Records provided =
#####

//! Per-request sessions backed by a remote hash store.
//!
//! Each request gets a [`Session`] that mirrors one remote hash. The hash is
//! read in full when the request starts and its TTL is renewed in the same
//! round trip. Handler code reads and writes the local copy; the accumulated
//! changes are committed as a single atomic transaction once the request
//! completes, including when the handler fails.
//!
//! ## Features
//!
//! - `redis` (default): [`HashStore`] implementation for
//!   `hashsession_redis::RedisService`
//!
//! ## Quick Start
//!
//! ```no_run
//! use hashsession_core::prelude::*;
//! use std::sync::Arc;
//!
//! # async fn example() -> Result<(), Box<dyn std::error::Error>> {
//! let store = Arc::new(MemoryHashStore::new("local"));
//! let options = SessionOptions::builder()
//!     .store(store)
//!     .cookie(CookieOptions::new().with_path("/").with_http_only(true))
//!     .build()?;
//!
//! let layer = SessionLayer::new(options);
//! # let _ = layer;
//! # Ok(())
//! # }
//! ```

pub mod codec;
pub mod config;
pub mod cookie;
pub mod error;
pub mod handle;
pub mod key;
pub mod memory;
pub mod middleware;
pub mod mutation;
#[cfg(feature = "redis")]
pub mod redis_store;
pub mod ring;
pub mod router;
pub mod session;
pub mod store;
pub mod tracer;

pub use codec::{JsonCodec, ValueCodec};
pub use config::{
    DEFAULT_COOKIE_NAME, DEFAULT_EXPIRE, MIN_EXPIRE, SessionOptions, SessionOptionsBuilder, SessionSettings,
};
pub use cookie::{CookieOptions, encode_set_cookie};
pub use error::{SessionError, SessionResult};
pub use handle::{SessionHandle, with_session};
pub use key::{KeyGenerator, SessionKey, generate_session_id, resolve_session_key};
pub use memory::{MemoryHashStore, MemoryStoreStats};
pub use middleware::{BoxError, RequestSessionExt, SessionLayer, SessionService};
pub use mutation::{MutationLog, PendingOperation};
#[cfg(feature = "redis")]
pub use redis_store::redis_group;
pub use ring::HashRing;
pub use router::{StoreGroup, StoreRouter};
pub use session::{CommittedFlush, FlushPlan, Session};
pub use store::{HashCommand, HashStore, HashTransaction};
pub use tracer::{CommandTracer, TracerFactory, TracingTracer};

/// Prelude for common imports.
pub mod prelude {
    pub use crate::codec::{JsonCodec, ValueCodec};
    pub use crate::config::{SessionOptions, SessionSettings};
    pub use crate::cookie::CookieOptions;
    pub use crate::error::{SessionError, SessionResult};
    pub use crate::handle::{SessionHandle, with_session};
    pub use crate::key::SessionKey;
    pub use crate::memory::MemoryHashStore;
    pub use crate::middleware::{RequestSessionExt, SessionLayer};
    pub use crate::router::StoreGroup;
    pub use crate::store::HashStore;
    pub use crate::tracer::{CommandTracer, TracingTracer};
}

#####

Exercise requirements =
All the entries are to be reproduced verbatim.

Expected answer =
//! Per-request sessions backed by a remote hash store.
//!
//! Each request gets a [`Session`] that mirrors one remote hash. The hash is
//! read in full when the request starts and its TTL is renewed in the same
//! round trip. Handler code reads and writes the local copy; the accumulated
//! changes are committed as a single atomic transaction once the request
//! completes, including when the handler fails.
//!
//! ## Features
//!
//! - `redis` (default): [`HashStore`] implementation for
//!   `hashsession_redis::RedisService`
//!
//! ## Quick Start
//!
//! ```no_run
//! use hashsession_core::prelude::*;
//! use std::sync::Arc;
//!
//! # async fn example() -> Result<(), Box<dyn std::error::Error>> {
//! let store = Arc::new(MemoryHashStore::new("local"));
//! let options = SessionOptions::builder()
//!     .store(store)
//!     .cookie(CookieOptions::new().with_path("/").with_http_only(true))
//!     .build()?;
//!
//! let layer = SessionLayer::new(options);
//! # let _ = layer;
//! # Ok(())
//! # }
//! ```

pub mod codec;
pub mod config;
pub mod cookie;
pub mod error;
pub mod handle;
pub mod key;
pub mod memory;
pub mod middleware;
pub mod mutation;
#[cfg(feature = "redis")]
pub mod redis_store;
pub mod ring;
pub mod router;
pub mod session;
pub mod store;
pub mod tracer;

pub use codec::{JsonCodec, ValueCodec};
pub use config::{
    DEFAULT_COOKIE_NAME, DEFAULT_EXPIRE, MIN_EXPIRE, SessionOptions, SessionOptionsBuilder, SessionSettings,
};
pub use cookie::{CookieOptions, encode_set_cookie};
pub use error::{SessionError, SessionResult};
pub use handle::{SessionHandle, with_session};
pub use key::{KeyGenerator, SessionKey, generate_session_id, resolve_session_key};
pub use memory::{MemoryHashStore, MemoryStoreStats};
pub use middleware::{BoxError, RequestSessionExt, SessionLayer, SessionService};
pub use mutation::{MutationLog, PendingOperation};
#[cfg(feature = "redis")]
pub use redis_store::redis_group;
pub use ring::HashRing;
pub use router::{StoreGroup, StoreRouter};
pub use session::{CommittedFlush, FlushPlan, Session};
pub use store::{HashCommand, HashStore, HashTransaction};
pub use tracer::{CommandTracer, TracerFactory, TracingTracer};

/// Prelude for common imports.
pub mod prelude {
    pub use crate::codec::{JsonCodec, ValueCodec};
    pub use crate::config::{SessionOptions, SessionSettings};
    pub use crate::cookie::CookieOptions;
    pub use crate::error::{SessionError, SessionResult};
    pub use crate::handle::{SessionHandle, with_session};
    pub use crate::key::SessionKey;
    pub use crate::memory::MemoryHashStore;
    pub use crate::middleware::{RequestSessionExt, SessionLayer};
    pub use crate::router::StoreGroup;
    pub use crate::store::HashStore;
    pub use crate::tracer::{CommandTracer, TracingTracer};
}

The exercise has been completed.